Nadia Kimmel founded Desert Mountain Medicine in Colorado in 1998. As executive director, she teaches wilderness medicine, trains instructors, develops course curriculua, and consults with outdoor recreation organizations concerning wilderness risk management. Nadia has 22 years of experience as an outdoor educator for Colorado Mountain College, Colorado Outward Bound and the Wilderness Education Association. In addition to being an outdoor professional, she continues to stay current in the field of emergency medicine as an ER nurse.
Desert Mountain Medicine (DMM) is an active member of the Wilderness Medicine Educators Coalition (WMEC), responsible for developing and updating the scope of practice (SOP) for various wilderness medicine courses.

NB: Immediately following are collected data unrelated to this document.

use std::ops::Index;

use crate::handle::{CartesianIter, Coordinates, Handle};
use crate::kernel::{Kernel, Origin, Point3Ops};
use crate::number::{FieldNumber, RingNumber};

use super::transform::Transform3;
use super::vector::Vector3;

/// A 3D point whose representation stores Cartesian coordinates.
///
/// The representation sits behind a [`Handle`]: copying the point bumps a
/// reference count, and all copies read the same stored coordinates.
#[derive(Debug, Clone)]
pub struct Point3<F: FieldNumber> {
    base: Handle<Vector3<F>>,
}

impl<F: FieldNumber> Point3<F> {
    /// Creates a point from Cartesian coordinates.
    #[must_use]
    pub fn new(x: F, y: F, z: F) -> Self {
        Self {
            base: Handle::new(Vector3::new(x, y, z)),
        }
    }

    /// Creates a point from homogeneous coordinates.
    ///
    /// The weight is accepted for signature symmetry with homogeneous
    /// points and ignored; a Cartesian point always carries an implicit
    /// unit weight.
    #[must_use]
    pub fn from_homogeneous(x: F, y: F, z: F, _w: F) -> Self {
        Self::new(x, y, z)
    }

    #[must_use]
    pub fn x(&self) -> &F {
        self.base.get().x()
    }

    #[must_use]
    pub fn y(&self) -> &F {
        self.base.get().y()
    }

    #[must_use]
    pub fn z(&self) -> &F {
        self.base.get().z()
    }

    /// Homogeneous x coordinate; aliases [`Point3::x`].
    #[must_use]
    pub fn hx(&self) -> &F {
        self.x()
    }

    /// Homogeneous y coordinate; aliases [`Point3::y`].
    #[must_use]
    pub fn hy(&self) -> &F {
        self.y()
    }

    /// Homogeneous z coordinate; aliases [`Point3::z`].
    #[must_use]
    pub fn hz(&self) -> &F {
        self.z()
    }

    /// Homogeneous weight: always one, produced on demand.
    #[must_use]
    pub fn hw(&self) -> F {
        F::one()
    }

    /// Returns a reference to Cartesian coordinate `i`.
    ///
    /// # Panics
    ///
    /// Panics if `i >= 3`.
    #[must_use]
    pub fn cartesian(&self, i: usize) -> &F {
        self.base.get().cartesian(i)
    }

    /// Returns homogeneous coordinate `i`; index 3 is the implicit unit
    /// weight.
    ///
    /// # Panics
    ///
    /// Panics if `i > 3`.
    #[must_use]
    pub fn homogeneous(&self, i: usize) -> F {
        self.base.get().homogeneous(i)
    }

    /// Number of Cartesian coordinates.
    #[must_use]
    pub fn dimension(&self) -> usize {
        self.base.get().dimension()
    }

    /// Iterator over the three Cartesian coordinates.
    ///
    /// The iterator shares the point's representation and stays usable if
    /// the point is dropped first.
    #[must_use]
    pub fn cartesian_iter(&self) -> CartesianIter<Vector3<F>> {
        CartesianIter::new(self.base.clone())
    }

    /// Returns the point moved by `t`.
    #[must_use]
    pub fn transform(&self, t: &Transform3<F>) -> Self {
        t.transform(self)
    }
}

impl<F: FieldNumber> From<Origin> for Point3<F> {
    fn from(_: Origin) -> Self {
        Self {
            base: Handle::new(Vector3::zero()),
        }
    }
}

impl<F: FieldNumber> Default for Point3<F> {
    fn default() -> Self {
        Self::from(Origin)
    }
}

// Aliased handles short-circuit; otherwise compare stored coordinates.
impl<F: FieldNumber> PartialEq for Point3<F> {
    fn eq(&self, other: &Self) -> bool {
        Handle::ptr_eq(&self.base, &other.base) || self.base.get() == other.base.get()
    }
}

impl<F: FieldNumber> Index<usize> for Point3<F> {
    type Output = F;

    fn index(&self, i: usize) -> &F {
        self.cartesian(i)
    }
}

impl<F, K> Point3Ops<K> for Point3<F>
where
    F: FieldNumber + RingNumber<Field = F>,
    K: Kernel<FT = F, RT = F, Point3 = Point3<F>, Vector3 = Vector3<F>, Transform3 = Transform3<F>>,
{
    fn x(&self) -> F {
        self.x().clone()
    }

    fn y(&self) -> F {
        self.y().clone()
    }

    fn z(&self) -> F {
        self.z().clone()
    }

    fn hx(&self) -> F {
        self.x().clone()
    }

    fn hy(&self) -> F {
        self.y().clone()
    }

    fn hz(&self) -> F {
        self.z().clone()
    }

    fn hw(&self) -> F {
        F::one()
    }

    fn cartesian(&self, i: usize) -> F {
        self.cartesian(i).clone()
    }

    fn homogeneous(&self, i: usize) -> F {
        self.homogeneous(i)
    }

    fn dimension(&self) -> usize {
        self.dimension()
    }

    fn cartesian_iter(&self) -> CartesianIter<Vector3<F>> {
        self.cartesian_iter()
    }

    fn transform(&self, t: &Transform3<F>) -> Point3<F> {
        self.transform(t)
    }
}

#[cfg(test)]
#[allow(clippy::unwrap_used)]
mod tests {
    use approx::assert_relative_eq;
    use num_rational::Ratio;
    use num_traits::{One, Zero};

    use super::*;

    fn p(x: f64, y: f64, z: f64) -> Point3<f64> {
        Point3::new(x, y, z)
    }

    #[test]
    fn reads_return_what_was_stored() {
        let a = p(1.0, -2.5, 4.0);
        assert_relative_eq!(*a.x(), 1.0);
        assert_relative_eq!(*a.y(), -2.5);
        assert_relative_eq!(*a.z(), 4.0);
    }

    #[test]
    fn homogeneous_weight_is_implicitly_one() {
        let a = Point3::new(Ratio::new(1, 3), Ratio::from(0), Ratio::from(-2));
        assert_eq!(a.hw(), Ratio::one());
        assert_eq!(a.homogeneous(3), Ratio::one());
        assert_eq!(*a.hz(), Ratio::from(-2));
    }

    #[test]
    fn weight_argument_is_ignored_on_construction() {
        let a = Point3::from_homogeneous(3.0, 6.0, 9.0, 3.0);
        assert_relative_eq!(*a.x(), 3.0);
        assert_relative_eq!(*a.y(), 6.0);
        assert_relative_eq!(*a.z(), 9.0);
    }

    #[test]
    fn indexing_matches_cartesian() {
        let a = Point3::new(Ratio::from(2), Ratio::from(4), Ratio::from(8));
        assert_eq!(a[2], Ratio::from(8));
        assert_eq!(*a.cartesian(0), a[0]);
    }

    #[test]
    fn copies_share_one_representation() {
        let a = p(1.0, 2.0, 3.0);
        let b = a.clone();
        assert!(Handle::ptr_eq(&a.base, &b.base));
        assert_eq!(a.base.refs(), 2);
        assert_eq!(a, b);
        drop(b);
        assert_eq!(a.base.refs(), 1);
    }

    #[test]
    fn equality_compares_coordinates_for_distinct_reps() {
        let a = Point3::new(Ratio::from(1), Ratio::from(2), Ratio::from(3));
        let b = Point3::new(Ratio::from(1), Ratio::from(2), Ratio::from(3));
        let c = Point3::new(Ratio::from(1), Ratio::from(2), Ratio::from(4));
        assert_eq!(a, b);
        assert_ne!(a, c);
    }

    #[test]
    fn origin_reads_as_all_zeros() {
        let a = Point3::<Ratio<i64>>::from(Origin);
        assert_eq!(*a.x(), Ratio::zero());
        assert_eq!(*a.z(), Ratio::zero());
        assert_eq!(a, Point3::default());
    }

    #[test]
    fn iterator_visits_coordinates_in_order_and_restarts() {
        let a = p(0.5, 1.5, 2.5);
        let first: Vec<f64> = a.cartesian_iter().collect();
        let second: Vec<f64> = a.cartesian_iter().collect();
        assert_eq!(first, vec![0.5, 1.5, 2.5]);
        assert_eq!(first, second);
    }

    #[test]
    fn shared_points_read_across_threads() {
        let a = p(1.0, 2.0, 3.0);
        let b = a.clone();
        let sum = std::thread::spawn(move || b.x() + b.y() + b.z())
            .join()
            .unwrap();
        assert_relative_eq!(sum, 6.0);
        assert_eq!(a.base.refs(), 1);
    }

    #[test]
    fn transform_delegates_to_the_transformation() {
        let t = Transform3::translation(&Vector3::new(1.0, 2.0, 3.0));
        let a = p(1.0, 1.0, 1.0).transform(&t);
        assert_relative_eq!(*a.x(), 2.0);
        assert_relative_eq!(*a.y(), 3.0);
        assert_relative_eq!(*a.z(), 4.0);
    }

    #[test]
    fn transform_is_exact_over_rationals() {
        let t = Transform3::scaling(Ratio::new(1, 2));
        let a = Point3::new(Ratio::new(1, 3), Ratio::from(2), Ratio::from(0)).transform(&t);
        assert_eq!(*a.x(), Ratio::new(1, 6));
        assert_eq!(*a.y(), Ratio::from(1));
    }

    #[test]
    #[should_panic(expected = "out of range")]
    fn cartesian_index_out_of_range_panics() {
        let a = p(0.0, 0.0, 0.0);
        let _ = a.cartesian(3);
    }

    #[test]
    #[should_panic(expected = "out of range")]
    fn homogeneous_index_out_of_range_panics() {
        let a = p(0.0, 0.0, 0.0);
        let _ = a.homogeneous(4);
    }
}
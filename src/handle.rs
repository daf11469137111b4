//! Shared, immutable coordinate storage.

use std::fmt;
use std::sync::Arc;

use crate::number::FieldNumber;

/// A shared handle to an immutable coordinate representation.
///
/// Copying a geometric object copies its handle, not its coordinates: the
/// copy is a reference-count bump, and both objects read the same stored
/// representation afterwards. The representation is freed when the last
/// handle referring to it is dropped. The count is atomic, so handles may
/// be cloned and dropped from multiple threads.
pub struct Handle<T> {
    rep: Arc<T>,
}

impl<T> Handle<T> {
    /// Wraps a representation in a fresh, uniquely owned handle.
    #[must_use]
    pub fn new(rep: T) -> Self {
        Self { rep: Arc::new(rep) }
    }

    /// Returns a reference to the stored representation.
    #[must_use]
    pub fn get(&self) -> &T {
        &self.rep
    }

    /// Returns the number of handles currently sharing the representation.
    #[must_use]
    pub fn refs(&self) -> usize {
        Arc::strong_count(&self.rep)
    }

    /// Returns `true` if both handles alias the same stored representation.
    #[must_use]
    pub fn ptr_eq(a: &Self, b: &Self) -> bool {
        Arc::ptr_eq(&a.rep, &b.rep)
    }
}

// A derived impl would demand `T: Clone`; sharing never copies the
// representation.
impl<T> Clone for Handle<T> {
    fn clone(&self) -> Self {
        Self {
            rep: Arc::clone(&self.rep),
        }
    }
}

impl<T: fmt::Debug> fmt::Debug for Handle<T> {
    fn fmt(&self, f: &mut fmt::Formatter<'_>) -> fmt::Result {
        f.debug_tuple("Handle").field(&self.rep).finish()
    }
}

/// Read access a coordinate representation offers the kernel.
///
/// `coordinate` returns values rather than references: homogeneous
/// representations compute Cartesian coordinates on the fly instead of
/// caching the divisions.
pub trait Coordinates {
    /// Field type of the Cartesian view of this representation.
    type FT: FieldNumber;

    /// Number of Cartesian coordinates.
    fn dimension(&self) -> usize;

    /// Returns Cartesian coordinate `i`.
    ///
    /// # Panics
    ///
    /// Panics if `i >= self.dimension()`.
    fn coordinate(&self, i: usize) -> Self::FT;
}

/// Iterator over the Cartesian coordinates of a shared representation.
///
/// The iterator holds its own handle, so it stays valid independently of
/// the object it was created from, and cloning it restarts the walk from
/// the current cursor.
#[derive(Debug)]
pub struct CartesianIter<R: Coordinates> {
    rep: Handle<R>,
    index: usize,
}

impl<R: Coordinates> CartesianIter<R> {
    pub(crate) fn new(rep: Handle<R>) -> Self {
        Self { rep, index: 0 }
    }
}

impl<R: Coordinates> Iterator for CartesianIter<R> {
    type Item = R::FT;

    fn next(&mut self) -> Option<R::FT> {
        if self.index >= self.rep.get().dimension() {
            return None;
        }
        let value = self.rep.get().coordinate(self.index);
        self.index += 1;
        Some(value)
    }

    fn size_hint(&self) -> (usize, Option<usize>) {
        let left = self.rep.get().dimension() - self.index;
        (left, Some(left))
    }
}

impl<R: Coordinates> ExactSizeIterator for CartesianIter<R> {}

impl<R: Coordinates> Clone for CartesianIter<R> {
    fn clone(&self) -> Self {
        Self {
            rep: self.rep.clone(),
            index: self.index,
        }
    }
}
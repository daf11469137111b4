//! Parametrized geometric kernels with shared coordinate storage.
//!
//! Points come in two representations behind one generic interface: the
//! [`cartesian`] kernel stores field coordinates directly, while the
//! [`homogeneous`] kernel stores ring tuples and divides on read. Both
//! keep their coordinates in immutable shared representations behind
//! [`Handle`], so copying a point never copies coordinates.

pub mod cartesian;
pub mod error;
pub mod handle;
pub mod homogeneous;
pub mod kernel;
pub mod number;

pub use cartesian::Cartesian;
pub use error::{KernelError, Result};
pub use handle::{CartesianIter, Coordinates, Handle};
pub use homogeneous::Homogeneous;
pub use kernel::{Kernel, Origin, Point2Ops, Point3Ops};
pub use number::{FieldNumber, RingNumber};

Wilderness Medicine Courses
Wilderness First Aid (WFA) - 16 hours
Wilderness Advanced First Aid (WAFA) - 40 Hours
Wilderness First Responder (WFR) - 80 Hours
Wilderness Recertification Course (WRC) - 24 Hours
W-Upgrade for EMT’s - 54 Hours
Expedition Medicine - 54 Hours
Wilderness Anaphylaxis Training - 2 Hours
Note: All of our wilderness medicine courses include CPR (adult/child/AED) and
Wilderness Anaphylaxis Training (WAT) completion cards.

Teaching Philosophy
Desert Mountain Medicine was started with the premise that wilderness medicine instruction should not be limited to classroom lectures. We are driven to develop a
creative, experiential based curriculum; one which effectively addresses the dynamic nature of a wilderness environment and the rapid advancement in emergency care,
as well as supports and addresses multiple learning styles. Our teaching approach heavily favors hands-on, scenario-based practice taught in an outdoor setting while
simulating real-world examples. The completion of scenarios plays a powerful role in self-reflection and allows for inquiry-base learning so each student can relate his or her experience to the real world. We believe students should be physically involved in the learning process so that intensive learning outcomes are experienced as challenging, fun, and applicable to all aspects of life. Throughout the wilderness medicine learning process, we know that our teaching philosophy is successful when students have mastered the material; attained personal growth; and expanded awareness of self, others, and environment. We believe that repetition and practice of increasingly complex scenarios helps students develop an in-depth and personalized approach to patient assessment where the learning is ingrained and can be accessed and applied rapidly in an emergency situation. Our teaching approach develops the students’ abilities to immediately retrieve and utilize the skills needed to treat individuals in the event of a real wilderness emergency. Our teaching focuses on developing high levels of expertise, teamwork, and leadership while stimulating communication, facilitating critical-thinking, and refining students’ decision-making skills. Desert Mountain Medicine instructors pride themselves on the dynamic delivery of course curricula using innovative educational techniques and integrative scenarios. We strive to deliver courses that are rich in quality, consistency, and effectiveness in an energizing and engaging classroom environment. We take the responsibility of teaching very seriously.